Methods: Significance analysis of microarrays was applied to expression array results examining more than 12,000 genes in 7 samples of primary HNSCC and 6 samples of normal control oral epithelial tissue. Additional confirmation was performed by quantitative reverse transcription-polymerase chain reaction (RT-PCR) in these samples and western blot with an additional 12 primary HNSCC and 7 normal samples, followed by loss of heterozygosity (LOH) analysis and quantitative PCR at the RAD17 locus.
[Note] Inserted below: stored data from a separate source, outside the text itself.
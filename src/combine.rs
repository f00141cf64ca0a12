use serde::{Deserialize, Serialize};

use crate::error::{Error, Result};

/// Linear blend of the distance and angle sub-scores.
#[derive(Debug, Clone, Copy, PartialEq, Serialize, Deserialize)]
#[serde(default)]
pub struct BlendWeights {
    pub distance: f32,
    pub angle: f32,
}

impl BlendWeights {
    pub const DEFAULT: BlendWeights = BlendWeights {
        distance: 0.7,
        angle: 0.3,
    };

    /// Both weights must be finite, non-negative and sum to 1.
    pub fn validate(&self) -> Result<()> {
        let finite = self.distance.is_finite() && self.angle.is_finite();
        if !finite || self.distance < 0.0 || self.angle < 0.0 {
            return Err(Error::InvalidConfig(format!(
                "blend weights must be non-negative, got distance={} angle={}",
                self.distance, self.angle
            )));
        }
        let sum = self.distance + self.angle;
        if (sum - 1.0).abs() > 1e-6 {
            return Err(Error::InvalidConfig(format!(
                "blend weights must sum to 1, got {sum}"
            )));
        }
        Ok(())
    }
}

impl Default for BlendWeights {
    fn default() -> Self {
        Self::DEFAULT
    }
}

/// Final score of one face comparison, with its components for diagnostics.
#[derive(Debug, Clone, Copy, PartialEq, Serialize)]
pub struct SimilarityResult {
    /// Blended score in [0, 1].
    pub score: f32,
    /// Weighted distance similarity in [0, 1].
    pub distance: f32,
    /// Angular consistency similarity in [0, 1].
    pub angle: f32,
}

impl SimilarityResult {
    pub fn new(distance: f32, angle: f32, weights: &BlendWeights) -> Self {
        Self {
            score: combine(distance, angle, weights),
            distance,
            angle,
        }
    }

    /// Strictly above `threshold`.
    pub fn exceeds(&self, threshold: f32) -> bool {
        self.score > threshold
    }
}

pub fn combine(distance: f32, angle: f32, weights: &BlendWeights) -> f32 {
    (weights.distance * distance + weights.angle * angle).clamp(0.0, 1.0)
}
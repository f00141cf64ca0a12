//! # face-similarity
//!
//! Facial landmark similarity scoring for face verification.
//!
//! Given the landmarks detected on a live capture and on an enrolled image,
//! this crate computes a single similarity score in [0, 1]:
//!
//! 1. Both landmark sets are normalized into the unit square, each axis on
//!    its own (removes position and per-axis scale)
//! 2. A weighted average of point distances is turned into a similarity
//!    `1 / (1 + d)`, eyes weighing most
//! 3. The angles formed by every triple of the five key landmarks (eyes,
//!    nose base, mouth corners) are compared between the faces
//! 4. The two similarities are blended, 0.7 distance and 0.3 angle by default
//!
//! Deciding whether a score is high enough to accept is left to the caller.
//! Rotation, perspective and liveness are not handled.
//!
//! ## Quick Start
//!
//! ```rust
//! use face_similarity::{FaceComparator, LandmarkLabel, LandmarkSet, Point};
//!
//! let enrolled = LandmarkSet::try_from_iter([
//!     (LandmarkLabel::LeftEye, Point::new(0.0, 0.0)),
//!     (LandmarkLabel::RightEye, Point::new(10.0, 0.0)),
//!     (LandmarkLabel::NoseBase, Point::new(5.0, 5.0)),
//!     (LandmarkLabel::MouthLeft, Point::new(3.0, 10.0)),
//!     (LandmarkLabel::MouthRight, Point::new(7.0, 10.0)),
//! ])
//! .unwrap();
//!
//! // The same face captured at twice the resolution, somewhere else in frame
//! let live = enrolled.map_points(|p| p * 2.0 + Point::new(40.0, 25.0));
//!
//! let comparator = FaceComparator::default();
//! let result = comparator.compare(&live, &enrolled).unwrap();
//! assert!((result.score - 1.0).abs() < 1e-6);
//! ```
//!
//! ## Landmark files
//!
//! [`LandmarkSet`] serializes as a JSON object keyed by label name:
//!
//! ```rust
//! use face_similarity::{LandmarkLabel, LandmarkSet};
//!
//! let set: LandmarkSet = serde_json::from_str(
//!     r#"{"LEFT_EYE": {"x": 120.0, "y": 80.5}, "NOSE_BASE": {"x": 150.0, "y": 130.0}}"#,
//! )
//! .unwrap();
//! assert_eq!(set.len(), 2);
//! assert!(set.contains(LandmarkLabel::NoseBase));
//! ```

mod angle;
mod combine;
mod compare;
mod config;
mod distance;
mod error;
mod normalize;
mod types;

pub use angle::{angle_score, vertex_angle, AngleScore, KEY_LANDMARKS, KEY_TRIPLES};
pub use combine::{combine, BlendWeights, SimilarityResult};
pub use compare::{best_outcome, FaceComparator};
pub use config::ScoringConfig;
pub use distance::{
    distance_score, DistanceScore, LabelCounts, LabelMismatchPolicy, WeightTable, DEFAULT_WEIGHT,
};
pub use error::{Error, Result, Side};
pub use normalize::{normalize, Axis, AxisBounds, DegenerateAxisPolicy, DEGENERATE_AXIS_VALUE};
pub use types::{LandmarkLabel, LandmarkSet, Point};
Results: Multiple checkpoint and DNA repair genes were downregulated in primary head and neck tumor tissue compared with normal control epithelial tissue, including hRAD17. Its Z-score and fold change were -2.5 and 0.39, respectively. The results of normalized, quantitative RT-PCR showed decreased expression of hRAD17 mRNA in tumor tissue (mean value 0.2166) when compared with normal tissue (mean value 0.3957, p < .05). Western blot demonstrated undetectable expression of hRAD17 protein in primary tumor tissue (0/12), while there was strong expression of hRAD17 protein in normal oral mucosal tissue (6/7). To determine possible mechanisms of inactivation, the hRAD17 locus at 5q13 was analyzed using microsatellite markers, showing 70% LOH in 30 primary HNSCCs. Quantitative PCR showed that RAD17 DNA copy number was decreased in the majority of head and neck tumor tissue samples.
Conclusion: Loss of hRAD17 expression occurs frequently in HNSCC, is often due to genomic deletion, and may facilitate genomic instability in HNSCC.